Stored data:

________

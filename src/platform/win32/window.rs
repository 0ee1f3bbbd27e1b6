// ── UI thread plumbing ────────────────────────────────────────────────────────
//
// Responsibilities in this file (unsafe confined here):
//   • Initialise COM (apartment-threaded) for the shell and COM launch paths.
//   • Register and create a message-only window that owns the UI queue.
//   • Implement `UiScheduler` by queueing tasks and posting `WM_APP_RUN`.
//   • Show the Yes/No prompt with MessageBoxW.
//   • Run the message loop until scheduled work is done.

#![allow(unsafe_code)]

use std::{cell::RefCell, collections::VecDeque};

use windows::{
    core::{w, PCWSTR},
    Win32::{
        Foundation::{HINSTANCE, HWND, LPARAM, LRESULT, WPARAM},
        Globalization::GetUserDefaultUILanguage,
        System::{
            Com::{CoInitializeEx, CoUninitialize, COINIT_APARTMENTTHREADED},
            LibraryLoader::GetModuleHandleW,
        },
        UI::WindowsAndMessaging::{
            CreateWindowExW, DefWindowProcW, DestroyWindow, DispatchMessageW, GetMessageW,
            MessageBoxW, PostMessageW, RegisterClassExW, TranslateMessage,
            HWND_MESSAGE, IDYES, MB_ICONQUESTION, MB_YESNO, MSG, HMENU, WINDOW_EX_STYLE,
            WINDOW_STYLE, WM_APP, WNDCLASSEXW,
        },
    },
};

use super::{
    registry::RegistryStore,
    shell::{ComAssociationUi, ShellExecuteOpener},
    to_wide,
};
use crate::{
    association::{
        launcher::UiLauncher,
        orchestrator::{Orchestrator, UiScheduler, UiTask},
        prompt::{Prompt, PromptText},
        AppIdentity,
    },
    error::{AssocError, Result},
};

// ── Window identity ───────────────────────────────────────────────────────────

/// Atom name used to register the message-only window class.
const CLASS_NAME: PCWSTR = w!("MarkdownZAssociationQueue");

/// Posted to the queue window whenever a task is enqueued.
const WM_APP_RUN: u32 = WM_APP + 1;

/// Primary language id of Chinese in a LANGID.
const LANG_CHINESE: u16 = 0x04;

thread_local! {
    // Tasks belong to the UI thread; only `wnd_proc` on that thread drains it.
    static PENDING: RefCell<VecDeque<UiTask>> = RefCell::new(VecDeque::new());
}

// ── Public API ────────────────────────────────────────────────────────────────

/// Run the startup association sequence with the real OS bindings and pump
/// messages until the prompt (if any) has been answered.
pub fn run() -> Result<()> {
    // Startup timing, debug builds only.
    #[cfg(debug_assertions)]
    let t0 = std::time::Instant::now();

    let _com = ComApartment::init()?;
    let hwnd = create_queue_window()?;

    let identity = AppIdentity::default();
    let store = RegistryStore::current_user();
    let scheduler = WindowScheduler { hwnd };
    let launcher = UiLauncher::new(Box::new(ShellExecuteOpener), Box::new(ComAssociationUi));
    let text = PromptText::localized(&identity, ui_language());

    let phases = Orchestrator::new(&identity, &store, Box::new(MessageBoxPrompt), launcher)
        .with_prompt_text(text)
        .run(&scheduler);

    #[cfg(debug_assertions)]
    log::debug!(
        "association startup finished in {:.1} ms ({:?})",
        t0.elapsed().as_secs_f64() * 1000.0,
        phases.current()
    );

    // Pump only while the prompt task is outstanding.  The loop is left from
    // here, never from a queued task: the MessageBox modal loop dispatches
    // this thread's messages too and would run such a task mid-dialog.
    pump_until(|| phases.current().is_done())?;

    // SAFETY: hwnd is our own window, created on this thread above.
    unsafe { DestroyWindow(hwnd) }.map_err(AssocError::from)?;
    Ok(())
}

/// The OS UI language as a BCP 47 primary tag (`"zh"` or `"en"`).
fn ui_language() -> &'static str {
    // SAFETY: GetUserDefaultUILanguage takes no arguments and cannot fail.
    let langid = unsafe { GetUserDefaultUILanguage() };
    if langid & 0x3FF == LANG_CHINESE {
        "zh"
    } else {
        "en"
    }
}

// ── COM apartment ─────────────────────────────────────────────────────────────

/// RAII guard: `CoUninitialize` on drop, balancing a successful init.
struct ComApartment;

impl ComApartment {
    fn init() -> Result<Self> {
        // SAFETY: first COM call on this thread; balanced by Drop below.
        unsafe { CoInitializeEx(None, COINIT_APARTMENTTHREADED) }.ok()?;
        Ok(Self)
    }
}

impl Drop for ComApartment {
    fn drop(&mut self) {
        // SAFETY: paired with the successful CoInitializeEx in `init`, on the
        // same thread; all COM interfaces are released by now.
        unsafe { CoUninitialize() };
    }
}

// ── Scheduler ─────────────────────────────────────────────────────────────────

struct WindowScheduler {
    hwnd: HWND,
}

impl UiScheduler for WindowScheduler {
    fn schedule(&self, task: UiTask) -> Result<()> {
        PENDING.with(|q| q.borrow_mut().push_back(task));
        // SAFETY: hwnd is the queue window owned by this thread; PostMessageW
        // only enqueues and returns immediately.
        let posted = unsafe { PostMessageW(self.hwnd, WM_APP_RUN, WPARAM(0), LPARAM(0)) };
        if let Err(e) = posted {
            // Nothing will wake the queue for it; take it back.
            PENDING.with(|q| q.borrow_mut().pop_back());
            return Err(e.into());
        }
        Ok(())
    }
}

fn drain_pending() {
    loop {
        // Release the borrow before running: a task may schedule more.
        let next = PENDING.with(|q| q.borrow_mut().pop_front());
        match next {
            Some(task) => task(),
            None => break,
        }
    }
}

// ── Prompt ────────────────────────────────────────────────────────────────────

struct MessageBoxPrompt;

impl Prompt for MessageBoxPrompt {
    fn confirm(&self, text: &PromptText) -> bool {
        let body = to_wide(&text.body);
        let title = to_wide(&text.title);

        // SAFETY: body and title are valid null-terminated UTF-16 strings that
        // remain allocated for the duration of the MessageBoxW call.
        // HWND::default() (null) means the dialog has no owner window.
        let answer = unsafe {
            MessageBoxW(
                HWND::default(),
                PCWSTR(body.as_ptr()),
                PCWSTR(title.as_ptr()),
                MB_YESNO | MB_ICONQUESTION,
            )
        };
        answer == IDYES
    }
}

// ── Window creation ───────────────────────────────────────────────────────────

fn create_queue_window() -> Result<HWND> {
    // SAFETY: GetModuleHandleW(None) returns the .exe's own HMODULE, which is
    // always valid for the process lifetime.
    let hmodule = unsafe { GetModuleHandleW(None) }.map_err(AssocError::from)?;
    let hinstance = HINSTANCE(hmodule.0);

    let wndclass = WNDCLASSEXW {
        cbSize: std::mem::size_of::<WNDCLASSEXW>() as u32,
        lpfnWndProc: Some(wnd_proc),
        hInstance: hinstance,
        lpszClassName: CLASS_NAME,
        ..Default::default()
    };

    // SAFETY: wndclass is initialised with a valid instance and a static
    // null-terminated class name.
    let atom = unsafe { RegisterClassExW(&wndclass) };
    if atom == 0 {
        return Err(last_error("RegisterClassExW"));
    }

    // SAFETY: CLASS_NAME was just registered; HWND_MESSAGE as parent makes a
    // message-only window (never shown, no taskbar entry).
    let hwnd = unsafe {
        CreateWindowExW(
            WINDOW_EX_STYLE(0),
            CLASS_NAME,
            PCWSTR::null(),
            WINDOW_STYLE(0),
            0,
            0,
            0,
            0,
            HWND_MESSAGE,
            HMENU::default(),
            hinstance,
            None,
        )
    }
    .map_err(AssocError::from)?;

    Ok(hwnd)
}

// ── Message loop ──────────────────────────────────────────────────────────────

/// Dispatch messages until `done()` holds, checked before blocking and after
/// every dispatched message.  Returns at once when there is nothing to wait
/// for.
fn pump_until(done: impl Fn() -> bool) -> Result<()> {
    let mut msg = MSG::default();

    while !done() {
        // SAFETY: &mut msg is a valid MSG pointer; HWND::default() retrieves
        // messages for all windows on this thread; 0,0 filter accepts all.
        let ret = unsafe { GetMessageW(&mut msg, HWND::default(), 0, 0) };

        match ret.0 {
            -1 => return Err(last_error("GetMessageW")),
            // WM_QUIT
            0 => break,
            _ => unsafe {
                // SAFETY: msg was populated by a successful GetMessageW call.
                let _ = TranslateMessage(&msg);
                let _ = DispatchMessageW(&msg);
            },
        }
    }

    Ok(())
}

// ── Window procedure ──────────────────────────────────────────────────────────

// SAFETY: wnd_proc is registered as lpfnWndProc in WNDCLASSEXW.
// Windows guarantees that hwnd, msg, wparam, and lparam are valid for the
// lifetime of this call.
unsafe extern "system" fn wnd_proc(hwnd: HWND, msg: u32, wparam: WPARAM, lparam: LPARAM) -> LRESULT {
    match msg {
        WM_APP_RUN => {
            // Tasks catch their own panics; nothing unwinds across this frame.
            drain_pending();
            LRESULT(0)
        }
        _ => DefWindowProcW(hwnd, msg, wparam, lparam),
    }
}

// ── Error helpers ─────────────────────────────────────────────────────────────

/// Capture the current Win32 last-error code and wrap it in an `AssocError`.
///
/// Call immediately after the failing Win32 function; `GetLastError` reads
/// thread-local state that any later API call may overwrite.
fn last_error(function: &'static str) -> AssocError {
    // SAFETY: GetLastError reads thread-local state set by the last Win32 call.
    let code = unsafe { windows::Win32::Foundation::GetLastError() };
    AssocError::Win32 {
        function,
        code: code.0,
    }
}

________

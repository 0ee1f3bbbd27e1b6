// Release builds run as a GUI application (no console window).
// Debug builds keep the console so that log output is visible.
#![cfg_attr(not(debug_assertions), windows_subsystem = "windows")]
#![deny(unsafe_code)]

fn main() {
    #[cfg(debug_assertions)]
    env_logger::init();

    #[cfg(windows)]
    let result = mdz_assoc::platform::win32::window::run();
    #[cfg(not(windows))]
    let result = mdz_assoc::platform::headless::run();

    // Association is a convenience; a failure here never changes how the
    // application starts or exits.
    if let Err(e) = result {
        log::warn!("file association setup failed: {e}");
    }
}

________

> _Work instruction_
Of all the entries above, retype exactly the lines from the line with "filename src/platform/win32/window.rs" to the line with "const CLASS_NAME: PCWSTR", both included, and no others.

> _Task solution_
filename src/platform/win32/window.rs
repository 0ee1f3bbbd27e1b6
// ── UI thread plumbing ────────────────────────────────────────────────────────
//
// Responsibilities in this file (unsafe confined here):
//   • Initialise COM (apartment-threaded) for the shell and COM launch paths.
//   • Register and create a message-only window that owns the UI queue.
//   • Implement `UiScheduler` by queueing tasks and posting `WM_APP_RUN`.
//   • Show the Yes/No prompt with MessageBoxW.
//   • Run the message loop until scheduled work is done.

#![allow(unsafe_code)]

use std::{cell::RefCell, collections::VecDeque};

use windows::{
    core::{w, PCWSTR},
    Win32::{
        Foundation::{HINSTANCE, HWND, LPARAM, LRESULT, WPARAM},
        Globalization::GetUserDefaultUILanguage,
        System::{
            Com::{CoInitializeEx, CoUninitialize, COINIT_APARTMENTTHREADED},
            LibraryLoader::GetModuleHandleW,
        },
        UI::WindowsAndMessaging::{
            CreateWindowExW, DefWindowProcW, DestroyWindow, DispatchMessageW, GetMessageW,
            MessageBoxW, PostMessageW, RegisterClassExW, TranslateMessage,
            HWND_MESSAGE, IDYES, MB_ICONQUESTION, MB_YESNO, MSG, HMENU, WINDOW_EX_STYLE,
            WINDOW_STYLE, WM_APP, WNDCLASSEXW,
        },
    },
};

use super::{
    registry::RegistryStore,
    shell::{ComAssociationUi, ShellExecuteOpener},
    to_wide,
};
use crate::{
    association::{
        launcher::UiLauncher,
        orchestrator::{Orchestrator, UiScheduler, UiTask},
        prompt::{Prompt, PromptText},
        AppIdentity,
    },
    error::{AssocError, Result},
};

// ── Window identity ───────────────────────────────────────────────────────────

/// Atom name used to register the message-only window class.
const CLASS_NAME: PCWSTR = w!("MarkdownZAssociationQueue");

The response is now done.